私はAさんから「伝える力」について、「情熱を持って仕事をすること」について、通訳としても仕事人としても、とても大切なことを教えてもらったと思っている。あのとき私は、想いが言語の壁を超える瞬間を確かに見たのだ!その感動と感謝の気持ちを私はちゃんとAさんに伝えられていたのかな。伝えたことはあるけれど、いつも冗談めいた会話ばかりだったから、伝わった自信がないな・・・。

あの会議のことは、「通訳キャリアで最も衝撃的だった出来事の一つとして私の中にしっかりと刻まれている。もうAさんをからかうことはないけれど、刻み込まれた記憶は、これからも私が「語学力と伝える力」について考える時に、ひょっこり顔を出すのだろう。そして、「日本語だったら大丈夫なのに、英語だと伝えられない」という相談を受けたときにはAさんのことを語ったりするのだろう。
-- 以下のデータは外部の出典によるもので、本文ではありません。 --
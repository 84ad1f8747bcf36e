use pagecraft::config::{load_config, ConfigError};
use pagecraft::models::{ComponentType, Intent};
use std::io::Write;
use std::time::Duration;
use tempfile::NamedTempFile;

fn write_config(contents: &str) -> NamedTempFile {
    let mut file = NamedTempFile::new().expect("temp file");
    file.write_all(contents.as_bytes()).expect("write config");
    file
}

#[test]
fn test_load_full_config() {
    let file = write_config(
        r#"
        [cache]
        ttl_seconds = 600
        discovery_key_depth = 3

        [generation]
        confidence_threshold = 0.8

        [generation.max_tokens]
        article = 900

        [generation.temperature_by_intent]
        commercial = 0.9

        [generation.provider_preference]
        hero = ["google", "openai"]

        [engine]
        request_deadline_secs = 30
        parallel_fan_out = false

        [providers.openai]
        api_key = "sk-test"
        model = "gpt-4o"
        timeout_secs = 10
        "#,
    );

    let config = load_config(file.path()).unwrap();
    assert_eq!(config.cache.ttl(), Duration::from_secs(600));
    assert_eq!(config.cache.discovery_key_depth, 3);
    assert_eq!(config.generation.max_tokens.for_component(ComponentType::Article), 900);
    assert_eq!(config.generation.max_tokens.for_component(ComponentType::Hero), 400);
    assert!((config.generation.temperature_by_intent.for_intent(Intent::Commercial) - 0.9).abs() < f32::EPSILON);
    assert_eq!(config.generation.provider_preference.for_component(ComponentType::Hero)[0], "google");
    assert_eq!(config.engine.request_deadline(), Duration::from_secs(30));
    assert!(!config.engine.parallel_fan_out);
    assert_eq!(config.provider("openai").resolve_api_key("UNUSED_ENV").as_deref(), Some("sk-test"));
}

#[test]
fn test_empty_file_is_default() {
    let file = write_config("");
    let config = load_config(file.path()).unwrap();
    assert_eq!(config.cache.ttl_seconds, 3600);
    assert!((config.generation.confidence_threshold - 0.75).abs() < f64::EPSILON);
    assert!(config.engine.parallel_fan_out);
}

#[test]
fn test_unknown_provider_in_preference_is_rejected() {
    let file = write_config(
        r#"
        [generation.provider_preference]
        cta = ["mistral"]
        "#,
    );
    assert!(matches!(load_config(file.path()), Err(ConfigError::Invalid(_))));
}

#[test]
fn test_zero_ttl_is_rejected() {
    let file = write_config("[cache]\nttl_seconds = 0\n");
    assert!(matches!(load_config(file.path()), Err(ConfigError::Invalid(_))));
}

#[test]
fn test_malformed_toml_is_parse_error() {
    let file = write_config("[cache\nttl_seconds = ");
    assert!(matches!(load_config(file.path()), Err(ConfigError::Parse(_))));
}

#[test]
fn test_missing_file_is_io_error() {
    let dir = tempfile::tempdir().unwrap();
    let missing = dir.path().join("absent.toml");
    assert!(matches!(load_config(&missing), Err(ConfigError::Io { .. })));
}
// * Core data model shared by providers, generators and the page engine
// * Every record here is an explicit struct per pipeline stage

pub mod page;
pub mod personalization;
pub mod quality;
pub mod search;

// * Re-exports for convenient access
pub use page::{PageContent, PageMetadata, PageSection, PageTemplate};
pub use personalization::{
    ComplexityLevel, ContentPreferences, DiscoveryResult, PersonalizationContext, Tone,
    UserContext,
};
pub use quality::{clamp_score, QualityMetrics};
pub use search::{ComponentType, Intent, IntentAnalysis, SearchContext};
人が出会って、自分の行いや発言が相手の記憶に刻み込まれ、その人を通して会ったこともない知らない誰かに語られる。最後にエレベーターで会った時のAさんの顔を思い出しながら、その不思議についてぼんやり想う。

Aさん、お疲れさまでした。もうオバハン呼ばわりされたことをネタにして笑い合えないのが寂しいよ。

大切なことを教えてくれて本当にありがとうございました。 心からご冥福をお祈りいたします。